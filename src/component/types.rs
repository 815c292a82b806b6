use serde_json::Value;
use std::any::Any;
use std::fmt;
use std::sync::Arc;

use crate::component::container::ComponentContainer;

pub type DynService = Arc<dyn Any + Send + Sync>;

#[derive(Clone, Copy, Debug, PartialEq, Eq)]
pub enum InstantiationMode {
    Lazy,
    Eager,
    Explicit,
}

#[derive(Clone, Copy, Debug, PartialEq, Eq)]
pub enum ComponentType {
    Public,
    Private,
    Version,
}

#[derive(Debug, Clone, Default)]
pub struct InstanceFactoryOptions {
    pub instance_identifier: Option<String>,
    pub options: Value,
}

impl InstanceFactoryOptions {
    pub fn new(instance_identifier: Option<String>, options: Value) -> Self {
        Self {
            instance_identifier,
            options,
        }
    }
}

pub type InstanceFactory = Arc<
    dyn Fn(&ComponentContainer, InstanceFactoryOptions) -> Result<DynService, ComponentError>
        + Send
        + Sync,
>;
pub type OnInstanceCreatedCallback =
    Arc<dyn Fn(&ComponentContainer, &str, &DynService) + Send + Sync>;

#[derive(Debug)]
pub enum ComponentError {
    MismatchingComponent { expected: String, found: String },
    ComponentAlreadyProvided { name: String },
    ComponentNotRegistered { name: String },
    InstanceAlreadyInitialized { name: String, identifier: String },
    InitializationFailed { name: String, reason: String },
    InstanceUnavailable { name: String },
}

impl fmt::Display for ComponentError {
    fn fmt(&self, f: &mut fmt::Formatter<'_>) -> fmt::Result {
        match self {
            ComponentError::MismatchingComponent { expected, found } => {
                write!(
                    f,
                    "Component {found} cannot satisfy provider for {expected}"
                )
            }
            ComponentError::ComponentAlreadyProvided { name } => {
                write!(f, "Component {name} has already been registered")
            }
            ComponentError::ComponentNotRegistered { name } => {
                write!(f, "Component {name} has not been registered yet")
            }
            ComponentError::InstanceAlreadyInitialized { name, identifier } => {
                write!(f, "{name}({identifier}) has already been initialized")
            }
            ComponentError::InitializationFailed { name, reason } => {
                write!(f, "Component {name} failed to initialize: {reason}")
            }
            ComponentError::InstanceUnavailable { name } => {
                write!(f, "Service {name} is not available")
            }
        }
    }
}

impl std::error::Error for ComponentError {}
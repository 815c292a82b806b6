use std::sync::Arc;

use async_trait::async_trait;

use crate::firestore::error::{FirestoreError, FirestoreErrorCode, FirestoreResult};
use crate::firestore::remote::datastore::streaming::box_stream_future;
use crate::firestore::remote::datastore::{
    NoopTokenProvider, RetrySettings, StreamHandle, StreamingDatastore, TokenProviderArc,
};
use crate::firestore::remote::stream::{
    PersistentStream, PersistentStreamDelegate, PersistentStreamHandle, StreamKind,
};

#[derive(Clone, Debug, Default, PartialEq, Eq)]
pub struct StreamCredentials {
    pub auth_token: Option<String>,
    pub app_check_token: Option<String>,
    pub heartbeat_header: Option<String>,
}

#[derive(Clone)]
struct StreamCredentialProvider {
    auth_provider: TokenProviderArc,
    app_check_provider: TokenProviderArc,
    heartbeat_provider: Option<TokenProviderArc>,
}

impl StreamCredentialProvider {
    fn new(
        auth_provider: TokenProviderArc,
        app_check_provider: TokenProviderArc,
        heartbeat_provider: Option<TokenProviderArc>,
    ) -> Self {
        Self {
            auth_provider,
            app_check_provider,
            heartbeat_provider,
        }
    }

    async fn fetch(&self) -> FirestoreResult<StreamCredentials> {
        let auth_token = self.auth_provider.get_token().await?;
        let app_check_token = self.app_check_provider.get_token().await?;
        let heartbeat_header = match &self.heartbeat_provider {
            Some(provider) => provider.heartbeat_header().await?,
            None => None,
        };

        Ok(StreamCredentials {
            auth_token,
            app_check_token,
            heartbeat_header,
        })
    }

    fn invalidate(&self) {
        self.auth_provider.invalidate_token();
        self.app_check_provider.invalidate_token();
        if let Some(provider) = &self.heartbeat_provider {
            provider.invalidate_token();
        }
    }
}

#[cfg_attr(target_arch = "wasm32", async_trait(?Send))]
#[cfg_attr(not(target_arch = "wasm32"), async_trait)]
pub trait NetworkStreamHandler: Send + Sync + 'static {
    fn label(&self) -> &'static str;
    fn should_continue(&self) -> bool;

    async fn on_open(
        &self,
        stream: Arc<dyn StreamHandle>,
        credentials: StreamCredentials,
    ) -> FirestoreResult<()>;

    async fn on_message(&self, payload: Vec<u8>) -> FirestoreResult<()>;

    async fn on_close(&self);

    async fn on_error(&self, error: FirestoreError);
}

struct NetworkStreamDelegate<H>
where
    H: NetworkStreamHandler,
{
    handler: Arc<H>,
    credentials: StreamCredentialProvider,
}

impl<H> NetworkStreamDelegate<H>
where
    H: NetworkStreamHandler,
{
    fn new(handler: Arc<H>, credentials: StreamCredentialProvider) -> Self {
        Self {
            handler,
            credentials,
        }
    }
}

impl<H> PersistentStreamDelegate for NetworkStreamDelegate<H>
where
    H: NetworkStreamHandler,
{
    fn stream_label(&self) -> &'static str {
        self.handler.label()
    }

    fn on_stream_open(
        &self,
        stream: Arc<dyn StreamHandle>,
    ) -> crate::firestore::remote::datastore::StreamingFuture<'_, FirestoreResult<()>> {
        let handler = Arc::clone(&self.handler);
        let credentials = self.credentials.clone();
        box_stream_future(async move {
            let creds = credentials.fetch().await?;
            handler.on_open(stream, creds).await
        })
    }

    fn on_stream_message(
        &self,
        message: Vec<u8>,
    ) -> crate::firestore::remote::datastore::StreamingFuture<'_, FirestoreResult<()>> {
        let handler = Arc::clone(&self.handler);
        box_stream_future(async move { handler.on_message(message).await })
    }

    fn on_stream_close(&self) -> crate::firestore::remote::datastore::StreamingFuture<'_, ()> {
        let handler = Arc::clone(&self.handler);
        box_stream_future(async move { handler.on_close().await })
    }

    fn on_stream_error(
        &self,
        error: FirestoreError,
    ) -> crate::firestore::remote::datastore::StreamingFuture<'_, ()> {
        let handler = Arc::clone(&self.handler);
        let credentials = self.credentials.clone();
        box_stream_future(async move {
            if error.code == FirestoreErrorCode::Unauthenticated {
                credentials.invalidate();
            }
            handler.on_error(error).await;
        })
    }

    fn should_continue(&self) -> bool {
        self.handler.should_continue()
    }
}

#[derive(Clone)]
pub struct NetworkLayer {
    datastore: Arc<dyn StreamingDatastore>,
    credentials: StreamCredentialProvider,
    retry: RetrySettings,
}

impl NetworkLayer {
    pub fn builder(
        datastore: Arc<dyn StreamingDatastore>,
        auth_provider: TokenProviderArc,
    ) -> NetworkLayerBuilder {
        NetworkLayerBuilder::new(datastore, auth_provider)
    }

    pub fn listen<H>(&self, handler: Arc<H>) -> PersistentStreamHandle
    where
        H: NetworkStreamHandler,
    {
        self.spawn_stream(handler, StreamKind::Listen)
    }

    pub fn write<H>(&self, handler: Arc<H>) -> PersistentStreamHandle
    where
        H: NetworkStreamHandler,
    {
        self.spawn_stream(handler, StreamKind::Write)
    }

    /// Tears down the underlying transport. Called once the remote store is
    /// shut down permanently, after both streams have already been stopped.
    pub fn shutdown(&self) {
        self.datastore.shutdown();
    }

    fn spawn_stream<H>(&self, handler: Arc<H>, kind: StreamKind) -> PersistentStreamHandle
    where
        H: NetworkStreamHandler,
    {
        let delegate = Arc::new(NetworkStreamDelegate::new(
            Arc::clone(&handler),
            self.credentials.clone(),
        ));
        PersistentStream::new(
            Arc::clone(&self.datastore),
            delegate,
            self.retry.clone(),
            kind,
        )
        .start()
    }
}

pub struct NetworkLayerBuilder {
    datastore: Arc<dyn StreamingDatastore>,
    auth_provider: TokenProviderArc,
    app_check_provider: Option<TokenProviderArc>,
    heartbeat_provider: Option<TokenProviderArc>,
    retry: RetrySettings,
}

impl NetworkLayerBuilder {
    fn new(datastore: Arc<dyn StreamingDatastore>, auth_provider: TokenProviderArc) -> Self {
        Self {
            datastore,
            auth_provider,
            app_check_provider: None,
            heartbeat_provider: None,
            retry: RetrySettings::streaming_defaults(),
        }
    }

    pub fn with_app_check_provider(mut self, provider: TokenProviderArc) -> Self {
        self.app_check_provider = Some(provider);
        self
    }

    pub fn with_heartbeat_provider(mut self, provider: TokenProviderArc) -> Self {
        self.heartbeat_provider = Some(provider);
        self
    }

    pub fn with_retry(mut self, retry: RetrySettings) -> Self {
        self.retry = retry;
        self
    }

    pub fn build(self) -> NetworkLayer {
        let app_check = self
            .app_check_provider
            .unwrap_or_else(|| Arc::new(NoopTokenProvider::default()) as TokenProviderArc);
        let heartbeat_provider = self
            .heartbeat_provider
            .or_else(|| Some(Arc::clone(&app_check)));
        let credentials = StreamCredentialProvider::new(
            Arc::clone(&self.auth_provider),
            app_check,
            heartbeat_provider,
        );
        NetworkLayer {
            datastore: self.datastore,
            credentials,
            retry: self.retry,
        }
    }
}

#[cfg(test)]
mod tests {
    use super::*;
    use crate::firestore::error::FirestoreResult;
    use crate::firestore::remote::datastore::streaming::StreamingDatastoreImpl;
    use crate::firestore::remote::stream::{InMemoryTransport, MultiplexedConnection};
    use crate::platform::runtime;
    use std::sync::atomic::{AtomicBool, Ordering};
    use std::sync::Mutex;
    use std::time::Duration;

    #[derive(Clone)]
    struct TestTokenProvider {
        token: Option<String>,
        heartbeat: Option<String>,
        invalidated: Arc<AtomicBool>,
    }

    impl TestTokenProvider {
        fn new(token: Option<String>, heartbeat: Option<String>) -> (Self, Arc<AtomicBool>) {
            let invalidated = Arc::new(AtomicBool::new(false));
            (
                Self {
                    token,
                    heartbeat,
                    invalidated: Arc::clone(&invalidated),
                },
                invalidated,
            )
        }
    }

    #[cfg_attr(target_arch = "wasm32", async_trait(?Send))]
    #[cfg_attr(not(target_arch = "wasm32"), async_trait)]
    impl crate::firestore::remote::datastore::TokenProvider for TestTokenProvider {
        async fn get_token(&self) -> FirestoreResult<Option<String>> {
            Ok(self.token.clone())
        }

        fn invalidate_token(&self) {
            self.invalidated.store(true, Ordering::SeqCst);
        }

        async fn heartbeat_header(&self) -> FirestoreResult<Option<String>> {
            Ok(self.heartbeat.clone())
        }
    }

    struct TestHandler {
        credentials: Mutex<Vec<StreamCredentials>>,
        messages: Mutex<Vec<Vec<u8>>>,
        running: AtomicBool,
    }

    impl TestHandler {
        fn new() -> Arc<Self> {
            Arc::new(Self {
                credentials: Mutex::new(Vec::new()),
                messages: Mutex::new(Vec::new()),
                running: AtomicBool::new(true),
            })
        }
    }

    #[cfg_attr(target_arch = "wasm32", async_trait(?Send))]
    #[cfg_attr(not(target_arch = "wasm32"), async_trait)]
    impl NetworkStreamHandler for TestHandler {
        fn label(&self) -> &'static str {
            "test-listen"
        }

        fn should_continue(&self) -> bool {
            self.running.load(Ordering::SeqCst)
        }

        async fn on_open(
            &self,
            stream: Arc<dyn StreamHandle>,
            credentials: StreamCredentials,
        ) -> FirestoreResult<()> {
            self.credentials.lock().unwrap().push(credentials);
            stream.send(b"handshake".to_vec()).await
        }

        async fn on_message(&self, payload: Vec<u8>) -> FirestoreResult<()> {
            self.messages.lock().unwrap().push(payload);
            self.running.store(false, Ordering::SeqCst);
            Ok(())
        }

        async fn on_close(&self) {
            self.running.store(false, Ordering::SeqCst);
        }

        async fn on_error(&self, _error: FirestoreError) {
            self.running.store(false, Ordering::SeqCst);
        }
    }

    #[tokio::test]
    async fn network_layer_stream_roundtrip() {
        let (left_transport, right_transport) = InMemoryTransport::pair();
        let left_connection = Arc::new(MultiplexedConnection::new(left_transport));
        let right_connection = Arc::new(MultiplexedConnection::new(right_transport));
        let datastore: Arc<dyn StreamingDatastore> =
            Arc::new(StreamingDatastoreImpl::new(Arc::clone(&left_connection)));

        let (auth_provider, auth_invalidated) = TestTokenProvider::new(Some("auth".into()), None);
        let (app_check_provider, _) =
            TestTokenProvider::new(Some("app-check".into()), Some("hb".into()));

        let layer = NetworkLayer::builder(datastore, Arc::new(auth_provider) as TokenProviderArc)
            .with_app_check_provider(Arc::new(app_check_provider) as TokenProviderArc)
            .build();

        let handler = TestHandler::new();
        let handle = layer.listen(Arc::clone(&handler));

        let peer_stream = right_connection.open_stream().await.expect("peer stream");

        let handshake = peer_stream
            .next()
            .await
            .expect("handshake frame")
            .expect("handshake payload");
        assert_eq!(handshake, b"handshake");

        peer_stream
            .send(b"payload".to_vec())
            .await
            .expect("send payload");
        peer_stream.close().await.expect("close peer stream");

        for _ in 0..10 {
            if !handler.should_continue() {
                break;
            }
            runtime::sleep(Duration::from_millis(20)).await;
        }

        handle.stop();

        assert!(!handler.should_continue());

        let credentials = handler.credentials.lock().unwrap();
        assert_eq!(credentials.len(), 1);
        let first = &credentials[0];
        assert_eq!(first.auth_token.as_deref(), Some("auth"));
        assert_eq!(first.app_check_token.as_deref(), Some("app-check"));
        assert_eq!(first.heartbeat_header.as_deref(), Some("hb"));

        let messages = handler.messages.lock().unwrap();
        assert_eq!(messages.len(), 1);
        assert_eq!(messages[0], b"payload");

        assert!(!auth_invalidated.load(Ordering::SeqCst));
    }
}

» **INSTRUCTIONS FOR THE TASK**:
The range runs from the line with "use std::time::Duration;" up to and including the line with "impl crate::firestore::remote::datastore::TokenProvider for" in the listing above; please write out exactly those lines and nothing more.

» **YOUR SOLUTION**:
    use std::time::Duration;

    #[derive(Clone)]
    struct TestTokenProvider {
        token: Option<String>,
        heartbeat: Option<String>,
        invalidated: Arc<AtomicBool>,
    }

    impl TestTokenProvider {
        fn new(token: Option<String>, heartbeat: Option<String>) -> (Self, Arc<AtomicBool>) {
            let invalidated = Arc::new(AtomicBool::new(false));
            (
                Self {
                    token,
                    heartbeat,
                    invalidated: Arc::clone(&invalidated),
                },
                invalidated,
            )
        }
    }

    #[cfg_attr(target_arch = "wasm32", async_trait(?Send))]
    #[cfg_attr(not(target_arch = "wasm32"), async_trait)]
    impl crate::firestore::remote::datastore::TokenProvider for TestTokenProvider {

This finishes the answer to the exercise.